First, the Agency is removing paragraph (i)(10) of that section which
prohibited the lifting of platform containers as part of a VTL. In
addition, it is revising the scope of the VTL standard in the
introductory text to paragraph (i) of that section to make clear that
vertical tandem lifts of platform containers are not covered. Neither
the proposed nor the final rule contemplated that platform containers
would be covered under the requirements included in paragraph (i), and
there is nothing in the Court's decision indicating that it intended
such a result. Consequently, OSHA believes that the only reasonable way
to implement the Court's decision vacating the provision banning VTLs
of platform containers is to exempt VTLs of such containers from the
scope of Sec. 1917.71(i) in addition to removing existing Sec.
1917.71(i)(10).
Second, OSHA is adding a new paragraph in Sec. 1917.71(i)(9) to
make the inspection requirements in Sec. 1917.71(i)(9) inapplicable to
ship-to-shore VTLs. The addition, which appears in paragraph
(i)(9)(vii), states that the requirements of paragraph (i)(9) of Sec.
1917.71 do not apply to ship-to-shore VTLs.
For the hazards addressed by the portions of the VTL standard
vacated by the DC Circuit, OSHA is reverting to its prior
interpretative positions. For inspections of ship-to-shore VTLs, OSHA's
position is set forth in the September 2, 1993 letter from Roy Gurnham
to Michael Bohlman (the "Gurnham letter"), which indicates that:
The containers must be inspected for visible defects prior to
hoisting and damaged containers shall not be hoisted in tandem.
Ref.-29 C.F.R. 1918.85(d).
(R. Doc. OSHA-S025A-2006-0658-0003.) Any other requirements
referenced in the Gurnham letter that are not required by an applicable
standard are superceded by the VTL standard.
For the hazards arising from lifts of multiple platform (flatrack)
containers, the letter of January 16, 2004 from Richard E. Fairfax to
Larry Hansen applies. That letter states that:
When connected by semi-automatic twistlocks (i.e., liftlocks
that are not built-in), only two empty flatrack containers with
their end frames folded may be lifted as a vertical tandem lift
(VTL). When connected with internal mechanisms (i.e., built-in
connectors that are designed for lifting), the number of empty
flatrack containers with their end frames folded that may be lifted
cannot exceed the manufacturers' recommendations. Empty flatrack
containers with their end frames in the upright position are not
allowed to be lifted as a VTL because of strength and stability
considerations.
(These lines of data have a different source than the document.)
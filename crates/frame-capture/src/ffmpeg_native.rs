//! In-process video decoding using `ffmpeg-next`.

use ffmpeg_next as ffmpeg;
use std::path::Path;
use tracing::info;

use crate::{CaptureError, FrameSource, VideoFrame};

pub struct FfmpegFileSource {
    input: ffmpeg::format::context::Input,
    stream_index: usize,
    time_base: ffmpeg::Rational,
    decoder: ffmpeg::codec::decoder::Video,
    scaler: ffmpeg::software::scaling::Context,
    frame_count: u32,
    eof_sent: bool,
}

impl FfmpegFileSource {
    pub fn open(path: &Path) -> Result<Self, CaptureError> {
        ffmpeg::init().map_err(|e| CaptureError::BackendUnavailable(e.to_string()))?;
        let input = ffmpeg::format::input(&path).map_err(|e| {
            let msg = format!("failed to open '{}' with ffmpeg: {}", path.display(), e);
            CaptureError::Unreadable(msg)
        })?;
        let input_stream = input
            .streams()
            .best(ffmpeg::media::Type::Video)
            .ok_or_else(|| CaptureError::Unreadable("file has no video track".to_string()))?;
        let stream_index = input_stream.index();
        let time_base = input_stream.time_base();
        let context = ffmpeg::codec::context::Context::from_parameters(input_stream.parameters())
            .map_err(|e| {
                CaptureError::Unreadable(format!("load video decoder parameters: {}", e))
            })?;
        let decoder = context
            .decoder()
            .video()
            .map_err(|e| CaptureError::Unreadable(format!("open ffmpeg video decoder: {}", e)))?;

        let scaler = ffmpeg::software::scaling::context::Context::get(
            decoder.format(),
            decoder.width(),
            decoder.height(),
            ffmpeg::util::format::pixel::Pixel::RGB24,
            decoder.width(),
            decoder.height(),
            ffmpeg::software::scaling::flag::Flags::BILINEAR,
        )
        .map_err(|e| CaptureError::Format(format!("create ffmpeg scaler: {}", e)))?;

        info!("Decoding {} in-process ({}x{})", path.display(), decoder.width(), decoder.height());

        Ok(Self {
            input,
            stream_index,
            time_base,
            decoder,
            scaler,
            frame_count: 0,
            eof_sent: false,
        })
    }

    fn convert(&mut self, decoded: &ffmpeg::frame::Video) -> Result<VideoFrame, CaptureError> {
        let mut rgb_frame = ffmpeg::frame::Video::empty();
        self.scaler
            .run(decoded, &mut rgb_frame)
            .map_err(|e| CaptureError::Stream(format!("scale frame to RGB: {}", e)))?;
        let (pixels, width, height) = frame_to_pixels(&rgb_frame)?;

        let timestamp_ns = decoded
            .timestamp()
            .map(|ts| {
                let num = self.time_base.numerator() as f64;
                let den = self.time_base.denominator().max(1) as f64;
                (ts.max(0) as f64 * num / den * 1e9) as u64
            })
            .unwrap_or(0);

        let sequence = self.frame_count;
        self.frame_count += 1;
        Ok(VideoFrame::new(pixels, width, height, timestamp_ns, sequence))
    }
}

impl FrameSource for FfmpegFileSource {
    fn next_frame(&mut self) -> Result<Option<VideoFrame>, CaptureError> {
        let mut decoded = ffmpeg::frame::Video::empty();
        let stream_index = self.stream_index;

        loop {
            if self.decoder.receive_frame(&mut decoded).is_ok() {
                return self.convert(&decoded).map(Some);
            }
            if self.eof_sent {
                return Ok(None);
            }

            let next = self
                .input
                .packets()
                .find(|(stream, _)| stream.index() == stream_index);

            match next {
                Some((_, packet)) => self
                    .decoder
                    .send_packet(&packet)
                    .map_err(|e| CaptureError::Stream(format!("send packet to decoder: {}", e)))?,
                None => {
                    self.decoder
                        .send_eof()
                        .map_err(|e| CaptureError::Stream(format!("flush decoder: {}", e)))?;
                    self.eof_sent = true;
                }
            }
        }
    }
}

fn frame_to_pixels(frame: &ffmpeg::frame::Video) -> Result<(Vec<u8>, u32, u32), CaptureError> {
    let width = frame.width();
    let height = frame.height();
    let row_bytes = (width as usize) * 3;
    let stride = frame.stride(0);
    let data = frame.data(0);

    if stride == row_bytes {
        return Ok((data.to_vec(), width, height));
    }

    let mut pixels = Vec::with_capacity(row_bytes * height as usize);
    for row in 0..height as usize {
        let start = row * stride;
        let end = start + row_bytes;
        let row = data
            .get(start..end)
            .ok_or_else(|| CaptureError::Format("ffmpeg frame row is out of bounds".to_string()))?;
        pixels.extend_from_slice(row);
    }

    Ok((pixels, width, height))
}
The provisions listed in the [Gurnham letter] apply
to VTL lifts of two empty containers connected by semi-automatic
twistlocks. Although the Gurnham letter does not specifically
mention VTL lifts of flatrack containers, OSHA concluded that the
provisions listed in the letter also apply to VTL lifts of two empty
flatrack containers with their end frames folded and connected by
semi-automatic twistlocks.
(R. Doc. OSHA-S025A-2006-0658-0183.)
Final Economic Analysis and Regulatory Flexibility Act Certification
The Agency concludes that the revisions will not impose any
additional costs on employers as it merely implements the order of the
Court remanding two provisions of the VTL standard at Sec. 1917.71(i).
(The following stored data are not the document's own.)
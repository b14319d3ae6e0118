//! Attention Monitor API Server
//!
//! Accepts recorded webcam videos, runs the eye-tracking analysis and serves
//! the rendered plots.

use axum::{
    extract::DefaultBodyLimit,
    routing::{get, post},
    Router,
};
use metrics_exporter_prometheus::{PrometheusBuilder, PrometheusHandle};
use std::sync::Arc;
use std::time::Instant;
use tokio::sync::RwLock;
use tower_http::{cors::CorsLayer, services::ServeDir, trace::TraceLayer};
use tracing::{info, Level};
use tracing_subscriber::FmtSubscriber;

pub mod config;
pub mod error;
pub mod pipeline;
mod routes;

pub use config::{AppConfig, LogFormat, ServerConfig};
pub use error::ApiError;
pub use pipeline::{
    AnalysisPipeline, FfmpegBackend, PipelineError, PipelineReport, RenderTargets, VideoBackend,
};

use config::AssistantConfig;
use storage::{Repository, SessionStore, StorageError};

/// Application state shared across handlers
pub struct AppState {
    pub pipeline: Arc<AnalysisPipeline>,
    /// Session video and plot files
    pub session: SessionStore,
    /// Recent analysis results
    pub history: Repository,
    pub assistant: AssistantConfig,
    pub http: reqwest::Client,
    /// Transcode uploads even when the request does not ask for it
    pub transcode_always: bool,
    pub version: String,
    pub start_time: Instant,
    /// Prometheus exporter, when installed
    pub metrics: Option<PrometheusHandle>,
}

pub type SharedState = Arc<RwLock<AppState>>;

impl AppState {
    pub fn new(config: &AppConfig, pipeline: AnalysisPipeline) -> Result<Self, StorageError> {
        let session = SessionStore::new(config.storage.clone())?;
        Ok(Self {
            pipeline: Arc::new(pipeline),
            session,
            history: Repository::new(config.storage.history_limit),
            assistant: config.assistant.clone(),
            http: reqwest::Client::new(),
            transcode_always: config.transcode.always,
            version: env!("CARGO_PKG_VERSION").to_string(),
            start_time: Instant::now(),
            metrics: None,
        })
    }

    pub fn with_metrics(mut self, handle: PrometheusHandle) -> Self {
        self.metrics = Some(handle);
        self
    }
}

/// Create the application router
pub fn create_router(
    state: SharedState,
    plots_dir: &std::path::Path,
    server: &ServerConfig,
) -> Router {
    Router::new()
        .route("/upload_video", post(routes::video::upload_video))
        .route("/analyze_latest", get(routes::video::analyze_latest))
        .route("/openai", post(routes::assistant::chat))
        .route("/api/v1/health", get(routes::health::health_handler))
        .route("/metrics", get(routes::health::metrics_handler))
        .nest_service("/plots", ServeDir::new(plots_dir))
        .layer(DefaultBodyLimit::max(server.max_upload_bytes))
        .layer(CorsLayer::permissive())
        .layer(TraceLayer::new_for_http())
        .with_state(state)
}

/// Initialize logging
pub fn init_logging(
    level: &str,
    format: LogFormat,
) -> Result<(), tracing::subscriber::SetGlobalDefaultError> {
    let level = level.parse::<Level>().unwrap_or(Level::INFO);
    let builder = FmtSubscriber::builder().with_max_level(level).with_target(true);

    match format {
        LogFormat::Text => tracing::subscriber::set_global_default(builder.finish()),
        LogFormat::Json => tracing::subscriber::set_global_default(builder.json().finish()),
    }
}

/// Run the server
pub async fn run_server(config: AppConfig) -> Result<(), Box<dyn std::error::Error>> {
    let handle = PrometheusBuilder::new().install_recorder()?;

    let pipeline = AnalysisPipeline::from_config(&config)?;
    let state = AppState::new(&config, pipeline)?.with_metrics(handle);
    let plots_dir = state.session.ensure_dir()?.to_path_buf();
    info!("Videos directory: {}", plots_dir.display());

    let state = Arc::new(RwLock::new(state));
    let app = create_router(state, &plots_dir, &config.server);

    info!("Starting API server on {}", config.server.bind_addr);

    let listener = tokio::net::TcpListener::bind(&config.server.bind_addr).await?;
    axum::serve(listener, app).await?;

    Ok(())
}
As a result of the Court's action, employers have not needed to comply
with the inspection requirements in Sec. 1917.71(i)(9), with respect
to ship-to-shore VTLs, or with the ban on VTLs of platform containers
in Sec. 1917.71(i)(10). By removing workplace requirements, the
Court's decision reduces rather than increases compliance costs. This
final rule simply codifies the Court's action. Therefore, the final
rule does not impose significant additional costs on any private-sector
or public-sector entity and does not meet any of the criteria for a
significant rule specified by Executive Order 12866 or 13563. Because
this final rule has no significant additional costs, OSHA certifies
that it will not have a significant economic impact on a substantial
number of small entities. Accordingly, the Agency is not preparing a
regulatory flexibility analysis under the Regulatory Flexibility Act.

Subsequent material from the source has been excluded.